YOUR OBJECTIVE
Pick out each line below containing "crate".

───── EXERCISE DATA ─────

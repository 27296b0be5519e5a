//! Cross-reference resolver
//!
//! Runs once every service has been built. It only links existing
//! resources: ConfigMaps and Secrets into Deployments (`envFrom`, file
//! volumes), Deployment pod labels into Service selectors, and checks that
//! every Ingress backend exists. Linking is idempotent.
//!
//! The final check rejects any reference to a ConfigMap or Secret missing
//! from the registry. Such a reference is a generator bug, never a user
//! error.

use std::collections::BTreeSet;

use k8s_openapi::api::apps::v1::Deployment;
use k8s_openapi::api::core::v1::{
    ConfigMapEnvSource, ConfigMapVolumeSource, EnvFromSource, SecretEnvSource, Volume,
    VolumeMount,
};
use stevedore_core::Project;

use crate::error::{ConvertError, Result};
use crate::naming::logical_name;
use crate::registry::Registry;
use crate::resource::{ConfigMapUsage, Manifest, ResourceKind};

/// Link every resource of the registry
pub fn resolve(registry: &mut Registry, project: &Project) -> Result<()> {
    link_deployments(registry, project)?;
    link_services(registry)?;
    check_ingresses(registry)?;
    validate_references(registry)
}

/// References to add to the pod of one service
#[derive(Debug, Default)]
struct PodLinks {
    env_from: Vec<EnvFromSource>,
    volumes: Vec<Volume>,
    mounts: Vec<VolumeMount>,
}

fn link_deployments(registry: &mut Registry, project: &Project) -> Result<()> {
    let plans: Vec<(String, String, PodLinks)> = registry
        .of_kind(ResourceKind::Deployment)
        .map(|deployment| {
            let depends_on = project
                .service(&deployment.service)
                .map(|service| service.depends_on.as_slice())
                .unwrap_or_default();
            (
                deployment.name.clone(),
                logical_name(&deployment.service),
                pod_links(registry, &deployment.service, depends_on),
            )
        })
        .collect();

    for (name, container, links) in plans {
        if let Some(resource) = registry.get_mut(ResourceKind::Deployment, &name)
            && let Manifest::Deployment(deployment) = &mut resource.manifest
        {
            apply_links(deployment, &name, &container, links)?;
        }
    }
    Ok(())
}

fn pod_links(registry: &Registry, service: &str, depends_on: &[String]) -> PodLinks {
    let mut links = PodLinks::default();
    let own = logical_name(service);

    if let Some(name) = env_config_map(registry, &own) {
        links.env_from.push(config_map_ref(name));
    }
    if let Some(name) = registry
        .get(ResourceKind::Secret, &own)
        .and_then(|secret| secret.metadata_name())
    {
        links.env_from.push(EnvFromSource {
            secret_ref: Some(SecretEnvSource {
                name: name.to_string(),
                ..Default::default()
            }),
            ..Default::default()
        });
    }

    // ignored and failed dependencies have no ConfigMap in the registry
    let dependencies: BTreeSet<&String> = depends_on.iter().filter(|d| d.as_str() != service).collect();
    for dependency in dependencies {
        if let Some(name) = env_config_map(registry, &logical_name(dependency)) {
            links.env_from.push(config_map_ref(name));
        }
    }

    for resource in registry
        .of_kind(ResourceKind::ConfigMap)
        .filter(|r| r.service == service)
    {
        let Manifest::ConfigMap {
            usage: ConfigMapUsage::Files { mounts, .. },
            ..
        } = &resource.manifest
        else {
            continue;
        };
        let Some(config_map_name) = resource.metadata_name() else {
            continue;
        };
        links.volumes.push(Volume {
            name: resource.name.clone(),
            config_map: Some(ConfigMapVolumeSource {
                name: config_map_name.to_string(),
                ..Default::default()
            }),
            ..Default::default()
        });
        links.mounts.extend(mounts.iter().map(|mount| VolumeMount {
            name: resource.name.clone(),
            mount_path: mount.mount_path.clone(),
            sub_path: mount.sub_path.clone(),
            read_only: mount.read_only.then_some(true),
            ..Default::default()
        }));
    }

    links
}

fn env_config_map<'a>(registry: &'a Registry, logical: &str) -> Option<&'a str> {
    registry
        .get(ResourceKind::ConfigMap, logical)
        .filter(|resource| {
            matches!(
                resource.manifest,
                Manifest::ConfigMap {
                    usage: ConfigMapUsage::Environment,
                    ..
                }
            )
        })
        .and_then(|resource| resource.metadata_name())
}

fn config_map_ref(name: &str) -> EnvFromSource {
    EnvFromSource {
        config_map_ref: Some(ConfigMapEnvSource {
            name: name.to_string(),
            ..Default::default()
        }),
        ..Default::default()
    }
}

/// A volume name already bound to another source is a conflict
fn apply_links(
    deployment: &mut Deployment,
    owner: &str,
    container_name: &str,
    links: PodLinks,
) -> Result<()> {
    let Some(pod) = deployment
        .spec
        .as_mut()
        .and_then(|spec| spec.template.spec.as_mut())
    else {
        return Ok(());
    };

    let volumes = pod.volumes.get_or_insert_with(Vec::new);
    for volume in links.volumes {
        match volumes.iter().find(|v| v.name == volume.name) {
            Some(existing) if existing == &volume => {}
            Some(_) => {
                return Err(ConvertError::VolumeConflict {
                    owner: format!("Deployment '{}'", owner),
                    volume: volume.name,
                });
            }
            None => volumes.push(volume),
        }
    }
    if volumes.is_empty() {
        pod.volumes = None;
    }

    for container in pod.containers.iter_mut().filter(|c| c.name == container_name) {
        let env_from = container.env_from.get_or_insert_with(Vec::new);
        for source in &links.env_from {
            if !env_from.contains(source) {
                env_from.push(source.clone());
            }
        }
        if env_from.is_empty() {
            container.env_from = None;
        }

        let mounts = container.volume_mounts.get_or_insert_with(Vec::new);
        for mount in &links.mounts {
            if !mounts
                .iter()
                .any(|m| m.name == mount.name && m.mount_path == mount.mount_path)
            {
                mounts.push(mount.clone());
            }
        }
        if mounts.is_empty() {
            container.volume_mounts = None;
        }
    }
    Ok(())
}

/// Copy the pod labels of each Deployment into the selector of its Service
fn link_services(registry: &mut Registry) -> Result<()> {
    let mut selectors = Vec::new();
    for service in registry.of_kind(ResourceKind::Service) {
        let labels = registry
            .get(ResourceKind::Deployment, &service.name)
            .and_then(|resource| match &resource.manifest {
                Manifest::Deployment(deployment) => deployment.spec.as_ref(),
                _ => None,
            })
            .and_then(|spec| spec.template.metadata.as_ref())
            .and_then(|meta| meta.labels.clone())
            .ok_or_else(|| ConvertError::DanglingReference {
                owner: format!("Service '{}'", service.name),
                kind: ResourceKind::Deployment,
                name: service.name.clone(),
            })?;
        selectors.push((service.name.clone(), labels));
    }

    for (name, labels) in selectors {
        if let Some(resource) = registry.get_mut(ResourceKind::Service, &name)
            && let Manifest::Service(service) = &mut resource.manifest
        {
            service.spec.get_or_insert_with(Default::default).selector = Some(labels);
        }
    }
    Ok(())
}

/// Every Ingress backend must be a generated Service exposing the port
fn check_ingresses(registry: &Registry) -> Result<()> {
    for ingress in registry.of_kind(ResourceKind::Ingress) {
        let Manifest::Ingress(k8s) = &ingress.manifest else {
            continue;
        };
        let backends = k8s
            .spec
            .iter()
            .flat_map(|spec| spec.rules.iter().flatten())
            .flat_map(|rule| rule.http.iter())
            .flat_map(|http| http.paths.iter())
            .filter_map(|path| path.backend.service.as_ref());

        for backend in backends {
            let port = backend.port.as_ref().and_then(|p| p.number);
            let exposed = registry
                .of_kind(ResourceKind::Service)
                .filter(|service| service.metadata_name() == Some(backend.name.as_str()))
                .filter_map(|service| match &service.manifest {
                    Manifest::Service(k8s) => k8s.spec.as_ref(),
                    _ => None,
                })
                .flat_map(|spec| spec.ports.iter().flatten())
                .any(|p| Some(p.port) == port);

            if !exposed {
                return Err(ConvertError::DanglingReference {
                    owner: format!("Ingress '{}'", ingress.name),
                    kind: ResourceKind::Service,
                    name: backend.name.clone(),
                });
            }
        }
    }
    Ok(())
}

/// Reject references to objects missing from the registry
pub fn validate_references(registry: &Registry) -> Result<()> {
    for resource in registry.of_kind(ResourceKind::Deployment) {
        let Manifest::Deployment(deployment) = &resource.manifest else {
            continue;
        };
        let Some(pod) = deployment
            .spec
            .as_ref()
            .and_then(|spec| spec.template.spec.as_ref())
        else {
            continue;
        };
        let owner = format!("Deployment '{}'", resource.name);
        let dangling = |kind: ResourceKind, name: &str| ConvertError::DanglingReference {
            owner: owner.clone(),
            kind,
            name: name.to_string(),
        };

        let volumes = pod.volumes.as_deref().unwrap_or_default();
        for volume in volumes {
            if let Some(source) = &volume.config_map
                && !registry.has_metadata_name(ResourceKind::ConfigMap, &source.name)
            {
                return Err(dangling(ResourceKind::ConfigMap, &source.name));
            }
            if let Some(name) = volume.secret.as_ref().and_then(|s| s.secret_name.as_deref())
                && !registry.has_metadata_name(ResourceKind::Secret, name)
            {
                return Err(dangling(ResourceKind::Secret, name));
            }
        }

        for container in &pod.containers {
            for source in container.env_from.iter().flatten() {
                if let Some(config_map) = &source.config_map_ref
                    && !registry.has_metadata_name(ResourceKind::ConfigMap, &config_map.name)
                {
                    return Err(dangling(ResourceKind::ConfigMap, &config_map.name));
                }
                if let Some(secret) = &source.secret_ref
                    && !registry.has_metadata_name(ResourceKind::Secret, &secret.name)
                {
                    return Err(dangling(ResourceKind::Secret, &secret.name));
                }
            }
            for mount in container.volume_mounts.iter().flatten() {
                if !volumes.iter().any(|v| v.name == mount.name) {
                    return Err(ConvertError::UnboundMount {
                        owner: owner.clone(),
                        volume: mount.name.clone(),
                    });
                }
            }
        }
    }
    Ok(())
}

─────

REPLY
use crate::error::{ConvertError, Result};
use crate::naming::logical_name;
use crate::registry::Registry;
use crate::resource::{ConfigMapUsage, Manifest, ResourceKind};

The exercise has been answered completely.